==== DATA SECTION ====
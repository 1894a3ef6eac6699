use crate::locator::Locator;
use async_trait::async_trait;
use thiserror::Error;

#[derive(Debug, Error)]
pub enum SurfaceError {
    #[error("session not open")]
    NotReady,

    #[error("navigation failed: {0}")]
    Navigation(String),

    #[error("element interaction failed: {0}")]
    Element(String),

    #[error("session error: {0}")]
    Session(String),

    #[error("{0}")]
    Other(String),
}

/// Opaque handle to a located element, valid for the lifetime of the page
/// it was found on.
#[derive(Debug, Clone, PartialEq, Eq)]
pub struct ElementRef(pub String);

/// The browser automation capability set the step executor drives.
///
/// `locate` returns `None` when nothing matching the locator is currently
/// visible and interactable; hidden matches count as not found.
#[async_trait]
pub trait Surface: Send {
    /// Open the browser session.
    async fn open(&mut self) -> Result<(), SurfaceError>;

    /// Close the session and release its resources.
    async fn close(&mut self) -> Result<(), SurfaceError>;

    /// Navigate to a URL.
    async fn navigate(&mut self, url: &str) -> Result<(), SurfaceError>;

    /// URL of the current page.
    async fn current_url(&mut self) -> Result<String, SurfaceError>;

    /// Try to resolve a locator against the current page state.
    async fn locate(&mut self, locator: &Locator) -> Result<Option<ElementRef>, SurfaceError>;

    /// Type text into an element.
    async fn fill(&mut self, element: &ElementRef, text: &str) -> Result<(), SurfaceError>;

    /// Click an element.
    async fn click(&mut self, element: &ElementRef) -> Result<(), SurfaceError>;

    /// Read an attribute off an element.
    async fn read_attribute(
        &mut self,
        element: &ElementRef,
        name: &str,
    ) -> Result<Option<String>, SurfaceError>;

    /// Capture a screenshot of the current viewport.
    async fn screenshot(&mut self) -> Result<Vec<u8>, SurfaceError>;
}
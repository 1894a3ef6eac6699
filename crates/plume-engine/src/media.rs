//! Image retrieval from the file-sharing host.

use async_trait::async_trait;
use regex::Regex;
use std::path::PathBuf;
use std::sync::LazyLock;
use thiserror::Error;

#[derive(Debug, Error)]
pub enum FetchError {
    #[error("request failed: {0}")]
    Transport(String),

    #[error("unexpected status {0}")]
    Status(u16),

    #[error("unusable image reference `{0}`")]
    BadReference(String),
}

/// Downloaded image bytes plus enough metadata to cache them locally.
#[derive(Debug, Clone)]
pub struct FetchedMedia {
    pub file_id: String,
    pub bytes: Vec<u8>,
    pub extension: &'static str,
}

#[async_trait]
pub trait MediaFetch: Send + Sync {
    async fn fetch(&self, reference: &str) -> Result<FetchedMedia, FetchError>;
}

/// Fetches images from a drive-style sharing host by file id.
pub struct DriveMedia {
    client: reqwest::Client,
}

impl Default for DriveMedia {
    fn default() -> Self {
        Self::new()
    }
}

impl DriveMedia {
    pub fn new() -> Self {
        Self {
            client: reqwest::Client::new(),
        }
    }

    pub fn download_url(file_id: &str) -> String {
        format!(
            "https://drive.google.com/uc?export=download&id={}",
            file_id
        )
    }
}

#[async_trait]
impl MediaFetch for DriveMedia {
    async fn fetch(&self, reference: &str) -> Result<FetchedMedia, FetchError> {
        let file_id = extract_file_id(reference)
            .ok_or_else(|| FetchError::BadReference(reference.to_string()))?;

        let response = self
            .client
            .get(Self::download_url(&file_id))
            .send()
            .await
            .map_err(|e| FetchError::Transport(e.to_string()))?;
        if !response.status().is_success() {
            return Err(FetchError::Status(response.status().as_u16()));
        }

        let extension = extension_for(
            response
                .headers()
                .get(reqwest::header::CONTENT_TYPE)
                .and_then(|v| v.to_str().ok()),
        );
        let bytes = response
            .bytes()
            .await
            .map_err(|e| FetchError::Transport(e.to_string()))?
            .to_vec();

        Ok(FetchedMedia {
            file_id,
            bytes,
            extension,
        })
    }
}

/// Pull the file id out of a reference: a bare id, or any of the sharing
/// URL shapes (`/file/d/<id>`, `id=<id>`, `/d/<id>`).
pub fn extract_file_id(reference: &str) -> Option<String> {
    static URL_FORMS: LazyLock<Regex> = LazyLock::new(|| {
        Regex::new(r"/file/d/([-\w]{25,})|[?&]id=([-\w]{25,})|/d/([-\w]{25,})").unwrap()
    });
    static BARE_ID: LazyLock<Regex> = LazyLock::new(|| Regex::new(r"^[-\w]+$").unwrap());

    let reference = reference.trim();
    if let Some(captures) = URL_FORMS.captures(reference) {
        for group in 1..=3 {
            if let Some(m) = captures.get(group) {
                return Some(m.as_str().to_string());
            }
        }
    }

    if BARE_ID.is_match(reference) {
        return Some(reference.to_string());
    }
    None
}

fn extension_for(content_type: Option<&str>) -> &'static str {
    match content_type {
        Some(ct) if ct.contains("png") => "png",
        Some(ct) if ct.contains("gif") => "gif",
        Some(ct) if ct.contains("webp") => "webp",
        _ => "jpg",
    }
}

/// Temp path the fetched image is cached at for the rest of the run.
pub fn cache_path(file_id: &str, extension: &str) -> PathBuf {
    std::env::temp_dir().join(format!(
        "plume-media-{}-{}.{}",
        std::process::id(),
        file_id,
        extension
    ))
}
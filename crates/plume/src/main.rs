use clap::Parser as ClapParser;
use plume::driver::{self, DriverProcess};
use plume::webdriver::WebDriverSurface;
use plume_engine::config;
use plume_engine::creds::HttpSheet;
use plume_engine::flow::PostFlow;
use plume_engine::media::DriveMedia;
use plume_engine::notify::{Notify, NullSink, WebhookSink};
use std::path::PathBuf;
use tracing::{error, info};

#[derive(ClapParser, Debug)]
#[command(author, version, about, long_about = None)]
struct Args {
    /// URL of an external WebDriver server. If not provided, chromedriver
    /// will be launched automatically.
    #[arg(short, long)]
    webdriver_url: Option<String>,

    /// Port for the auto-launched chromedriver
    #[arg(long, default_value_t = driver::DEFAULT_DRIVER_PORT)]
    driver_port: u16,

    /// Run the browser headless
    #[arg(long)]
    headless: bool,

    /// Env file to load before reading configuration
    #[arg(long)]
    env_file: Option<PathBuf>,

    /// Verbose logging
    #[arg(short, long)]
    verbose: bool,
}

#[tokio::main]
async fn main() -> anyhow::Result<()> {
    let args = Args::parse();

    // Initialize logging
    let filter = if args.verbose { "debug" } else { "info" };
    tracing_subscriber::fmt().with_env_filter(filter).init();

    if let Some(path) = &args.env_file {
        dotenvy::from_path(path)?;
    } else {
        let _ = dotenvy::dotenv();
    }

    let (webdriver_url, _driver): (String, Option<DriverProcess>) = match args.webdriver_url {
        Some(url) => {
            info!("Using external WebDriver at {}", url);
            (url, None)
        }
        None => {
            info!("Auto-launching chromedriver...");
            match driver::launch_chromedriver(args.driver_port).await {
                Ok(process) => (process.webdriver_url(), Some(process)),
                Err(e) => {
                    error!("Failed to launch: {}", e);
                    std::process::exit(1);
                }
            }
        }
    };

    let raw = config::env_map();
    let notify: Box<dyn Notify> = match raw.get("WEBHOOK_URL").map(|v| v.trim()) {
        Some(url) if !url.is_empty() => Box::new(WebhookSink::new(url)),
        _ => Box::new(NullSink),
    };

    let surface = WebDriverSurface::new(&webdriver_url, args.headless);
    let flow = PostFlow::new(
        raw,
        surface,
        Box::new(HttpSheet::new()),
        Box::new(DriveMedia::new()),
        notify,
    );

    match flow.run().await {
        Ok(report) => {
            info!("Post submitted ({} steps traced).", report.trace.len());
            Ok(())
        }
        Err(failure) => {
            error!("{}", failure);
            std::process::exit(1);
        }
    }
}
====
==== DATA SECTION ====
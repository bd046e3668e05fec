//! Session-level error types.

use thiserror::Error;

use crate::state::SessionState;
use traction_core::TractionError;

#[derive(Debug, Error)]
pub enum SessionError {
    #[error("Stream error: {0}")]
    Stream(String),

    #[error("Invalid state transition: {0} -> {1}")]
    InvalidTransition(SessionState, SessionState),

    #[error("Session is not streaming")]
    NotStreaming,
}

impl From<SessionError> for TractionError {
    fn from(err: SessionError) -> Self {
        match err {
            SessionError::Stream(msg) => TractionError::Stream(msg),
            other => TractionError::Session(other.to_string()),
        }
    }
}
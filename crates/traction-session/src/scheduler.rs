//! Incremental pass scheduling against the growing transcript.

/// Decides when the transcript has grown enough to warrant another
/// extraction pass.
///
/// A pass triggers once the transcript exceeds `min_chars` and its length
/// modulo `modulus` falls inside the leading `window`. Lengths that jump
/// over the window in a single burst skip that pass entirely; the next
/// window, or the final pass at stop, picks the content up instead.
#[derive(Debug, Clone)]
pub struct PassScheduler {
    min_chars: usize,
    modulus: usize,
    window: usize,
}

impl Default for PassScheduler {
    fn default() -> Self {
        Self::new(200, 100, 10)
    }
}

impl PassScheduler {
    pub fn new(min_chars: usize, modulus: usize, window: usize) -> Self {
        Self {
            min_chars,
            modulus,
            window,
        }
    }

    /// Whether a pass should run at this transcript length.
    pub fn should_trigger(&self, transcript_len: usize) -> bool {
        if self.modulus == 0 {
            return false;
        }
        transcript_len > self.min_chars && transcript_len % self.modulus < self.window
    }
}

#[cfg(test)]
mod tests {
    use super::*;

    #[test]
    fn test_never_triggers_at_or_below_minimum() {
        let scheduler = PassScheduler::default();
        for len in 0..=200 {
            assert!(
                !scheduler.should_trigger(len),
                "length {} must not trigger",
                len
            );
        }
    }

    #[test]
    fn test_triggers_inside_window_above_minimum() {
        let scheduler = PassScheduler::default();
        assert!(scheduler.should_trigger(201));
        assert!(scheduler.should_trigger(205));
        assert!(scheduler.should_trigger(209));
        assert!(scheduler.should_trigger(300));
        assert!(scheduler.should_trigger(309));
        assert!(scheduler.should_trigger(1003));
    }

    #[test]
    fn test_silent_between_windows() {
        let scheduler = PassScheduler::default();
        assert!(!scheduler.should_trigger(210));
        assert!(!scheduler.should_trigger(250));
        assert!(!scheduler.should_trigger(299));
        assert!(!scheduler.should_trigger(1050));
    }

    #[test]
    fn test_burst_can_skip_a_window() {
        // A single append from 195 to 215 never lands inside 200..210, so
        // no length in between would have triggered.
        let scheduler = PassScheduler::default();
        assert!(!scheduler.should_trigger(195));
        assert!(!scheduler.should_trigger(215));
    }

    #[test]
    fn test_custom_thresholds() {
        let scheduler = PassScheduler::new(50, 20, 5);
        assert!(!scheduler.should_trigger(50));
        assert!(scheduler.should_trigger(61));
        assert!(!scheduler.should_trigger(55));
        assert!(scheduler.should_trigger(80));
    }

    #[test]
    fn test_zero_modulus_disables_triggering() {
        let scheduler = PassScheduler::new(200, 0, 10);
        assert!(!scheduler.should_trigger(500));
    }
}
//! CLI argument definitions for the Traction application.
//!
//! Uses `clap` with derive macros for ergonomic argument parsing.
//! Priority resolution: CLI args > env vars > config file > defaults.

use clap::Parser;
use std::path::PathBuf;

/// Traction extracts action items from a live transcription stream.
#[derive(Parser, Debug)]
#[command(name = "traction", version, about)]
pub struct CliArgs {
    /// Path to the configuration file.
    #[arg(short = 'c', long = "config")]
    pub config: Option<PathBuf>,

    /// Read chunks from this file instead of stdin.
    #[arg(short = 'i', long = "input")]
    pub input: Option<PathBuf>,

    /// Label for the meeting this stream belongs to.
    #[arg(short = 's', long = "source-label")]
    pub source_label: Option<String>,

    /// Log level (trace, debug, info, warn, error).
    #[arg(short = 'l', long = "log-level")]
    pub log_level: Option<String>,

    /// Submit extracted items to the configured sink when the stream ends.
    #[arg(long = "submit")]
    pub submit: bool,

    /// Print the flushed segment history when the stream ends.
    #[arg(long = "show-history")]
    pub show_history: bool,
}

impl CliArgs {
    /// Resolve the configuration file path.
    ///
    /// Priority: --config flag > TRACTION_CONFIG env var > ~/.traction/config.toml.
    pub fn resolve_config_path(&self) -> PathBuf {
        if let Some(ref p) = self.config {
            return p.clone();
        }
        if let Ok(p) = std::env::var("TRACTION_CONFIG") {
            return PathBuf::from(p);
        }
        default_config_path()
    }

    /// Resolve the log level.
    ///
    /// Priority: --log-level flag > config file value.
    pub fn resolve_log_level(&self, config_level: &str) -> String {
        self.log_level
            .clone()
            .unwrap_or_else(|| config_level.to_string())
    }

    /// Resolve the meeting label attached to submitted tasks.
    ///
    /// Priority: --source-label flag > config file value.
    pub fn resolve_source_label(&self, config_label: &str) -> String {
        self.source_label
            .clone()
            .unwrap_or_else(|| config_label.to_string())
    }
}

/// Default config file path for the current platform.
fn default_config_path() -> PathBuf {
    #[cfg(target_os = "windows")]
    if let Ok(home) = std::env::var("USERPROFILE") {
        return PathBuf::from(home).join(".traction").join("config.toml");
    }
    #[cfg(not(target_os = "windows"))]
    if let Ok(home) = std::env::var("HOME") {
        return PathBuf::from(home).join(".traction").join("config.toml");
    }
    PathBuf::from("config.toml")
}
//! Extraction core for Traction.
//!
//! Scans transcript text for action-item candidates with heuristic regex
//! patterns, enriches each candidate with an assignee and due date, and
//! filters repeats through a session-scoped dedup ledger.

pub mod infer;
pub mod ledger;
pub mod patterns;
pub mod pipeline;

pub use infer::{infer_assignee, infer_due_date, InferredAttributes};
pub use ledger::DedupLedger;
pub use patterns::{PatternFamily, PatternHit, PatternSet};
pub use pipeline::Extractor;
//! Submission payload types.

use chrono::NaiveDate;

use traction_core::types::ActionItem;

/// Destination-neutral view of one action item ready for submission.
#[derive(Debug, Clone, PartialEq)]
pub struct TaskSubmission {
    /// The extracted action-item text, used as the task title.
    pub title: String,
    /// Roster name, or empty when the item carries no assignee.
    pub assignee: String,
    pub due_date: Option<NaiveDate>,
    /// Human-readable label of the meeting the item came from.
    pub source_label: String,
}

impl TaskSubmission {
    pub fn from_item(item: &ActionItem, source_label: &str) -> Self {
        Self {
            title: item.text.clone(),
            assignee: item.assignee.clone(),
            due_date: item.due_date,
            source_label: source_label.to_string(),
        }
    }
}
====
PROBLEM TO SOLVE
Above are the records; report each line in them that includes the word "screenshot".

RESPONSE TO THIS TASK
    /// Capture a screenshot of the current viewport.
    async fn screenshot(&mut self) -> Result<Vec<u8>, SurfaceError>;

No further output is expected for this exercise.